[Stored data]
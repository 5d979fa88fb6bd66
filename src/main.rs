//! CollabHub Server: collaborator sharing and invitation API
//!
//! Main entry point that wires all crates together and starts the server.

use std::future::IntoFuture;
use std::sync::Arc;
use std::time::Duration;

use tokio::sync::Notify;
use tracing_subscriber::{EnvFilter, fmt};

use collabhub_api::{AppState, build_router};
use collabhub_core::config::AppConfig;
use collabhub_core::error::AppError;
use collabhub_database::{CollaboratorStore, DatabasePool, MemoryStore, PgStore};

/// `database.url` prefix that selects the in-memory store for local runs.
const MEMORY_URL_SCHEME: &str = "memory://";

#[tokio::main]
async fn main() {
    let config = match load_configuration() {
        Ok(c) => c,
        Err(e) => {
            eprintln!("Failed to load configuration: {e}");
            std::process::exit(1);
        }
    };

    init_logging(&config);

    if let Err(e) = run(config).await {
        tracing::error!(error = %e, "Server error");
        std::process::exit(1);
    }
}

/// Load `config/default.toml`, the `COLLABHUB_ENV` overlay and
/// `COLLABHUB__*` variables.
fn load_configuration() -> Result<AppConfig, AppError> {
    let env = std::env::var("COLLABHUB_ENV").unwrap_or_else(|_| "development".to_string());
    AppConfig::load(&env)
}

/// Initialize tracing/logging
fn init_logging(config: &AppConfig) {
    let filter =
        EnvFilter::try_from_default_env().unwrap_or_else(|_| EnvFilter::new(&config.logging.level));

    match config.logging.format.as_str() {
        "json" => {
            fmt()
                .json()
                .with_env_filter(filter)
                .with_target(true)
                .with_thread_ids(true)
                .init();
        }
        _ => {
            fmt()
                .pretty()
                .with_env_filter(filter)
                .with_target(true)
                .init();
        }
    }
}

/// Main server run function
async fn run(config: AppConfig) -> Result<(), AppError> {
    tracing::info!(version = env!("CARGO_PKG_VERSION"), "Starting CollabHub");

    let (store, db): (Arc<dyn CollaboratorStore>, Option<DatabasePool>) =
        if config.database.url.starts_with(MEMORY_URL_SCHEME) {
            tracing::warn!("Using the in-memory store; data is lost on shutdown");
            (Arc::new(MemoryStore::new()), None)
        } else {
            tracing::info!("Connecting to database...");
            let db = DatabasePool::connect(&config.database).await?;
            (Arc::new(PgStore::new(db.clone())), Some(db))
        };

    let mailer = collabhub_mail::build_mailer(&config.mail)?;
    tracing::info!(provider = ?config.mail.provider, "Mailer initialized");

    let addr = format!("{}:{}", config.server.host, config.server.port);
    let grace = Duration::from_secs(config.server.shutdown_grace_seconds);

    let app = build_router(AppState::new(config, store, mailer));

    let listener = tokio::net::TcpListener::bind(&addr)
        .await
        .map_err(|e| AppError::internal(format!("Failed to bind {addr}: {e}")))?;

    tracing::info!(addr = %addr, "CollabHub server listening");

    let stopping = Arc::new(Notify::new());
    let notify = stopping.clone();
    let server = axum::serve(listener, app)
        .with_graceful_shutdown(async move {
            shutdown_signal().await;
            tracing::info!("Shutdown signal received, draining connections...");
            notify.notify_one();
        })
        .into_future();

    tokio::select! {
        result = server => {
            result.map_err(|e| AppError::internal(format!("Server error: {e}")))?;
        }
        _ = async {
            stopping.notified().await;
            tokio::time::sleep(grace).await;
        } => {
            tracing::warn!(
                grace_seconds = grace.as_secs(),
                "Grace period elapsed, dropping open connections"
            );
        }
    }

    if let Some(db) = db {
        db.close().await;
    }
    tracing::info!("CollabHub server shut down gracefully");
    Ok(())
}

/// Wait for shutdown signal (Ctrl+C or SIGTERM)
async fn shutdown_signal() {
    let ctrl_c = async {
        if let Err(e) = tokio::signal::ctrl_c().await {
            tracing::error!(error = %e, "Failed to listen for Ctrl+C");
            std::future::pending::<()>().await;
        }
    };

    #[cfg(unix)]
    let terminate = async {
        match tokio::signal::unix::signal(tokio::signal::unix::SignalKind::terminate()) {
            Ok(mut signal) => {
                signal.recv().await;
            }
            Err(e) => {
                tracing::error!(error = %e, "Failed to install SIGTERM handler");
                std::future::pending::<()>().await;
            }
        }
    };

    #[cfg(not(unix))]
    let terminate = std::future::pending::<()>();

    tokio::select! {
        _ = ctrl_c => {},
        _ = terminate => {},
    }
}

■ PROBLEM REQUIREMENTS
Taking the entries above, write out exactly the lines starting with the line containing "for local runs." and going on through the line containing "fn load_configuration() ->", both included, and nothing else.

■ EXERCISE RESULT
/// `database.url` prefix that selects the in-memory store for local runs.
const MEMORY_URL_SCHEME: &str = "memory://";

#[tokio::main]
async fn main() {
    let config = match load_configuration() {
        Ok(c) => c,
        Err(e) => {
            eprintln!("Failed to load configuration: {e}");
            std::process::exit(1);
        }
    };

    init_logging(&config);

    if let Err(e) = run(config).await {
        tracing::error!(error = %e, "Server error");
        std::process::exit(1);
    }
}

/// Load `config/default.toml`, the `COLLABHUB_ENV` overlay and
/// `COLLABHUB__*` variables.
fn load_configuration() -> Result<AppConfig, AppError> {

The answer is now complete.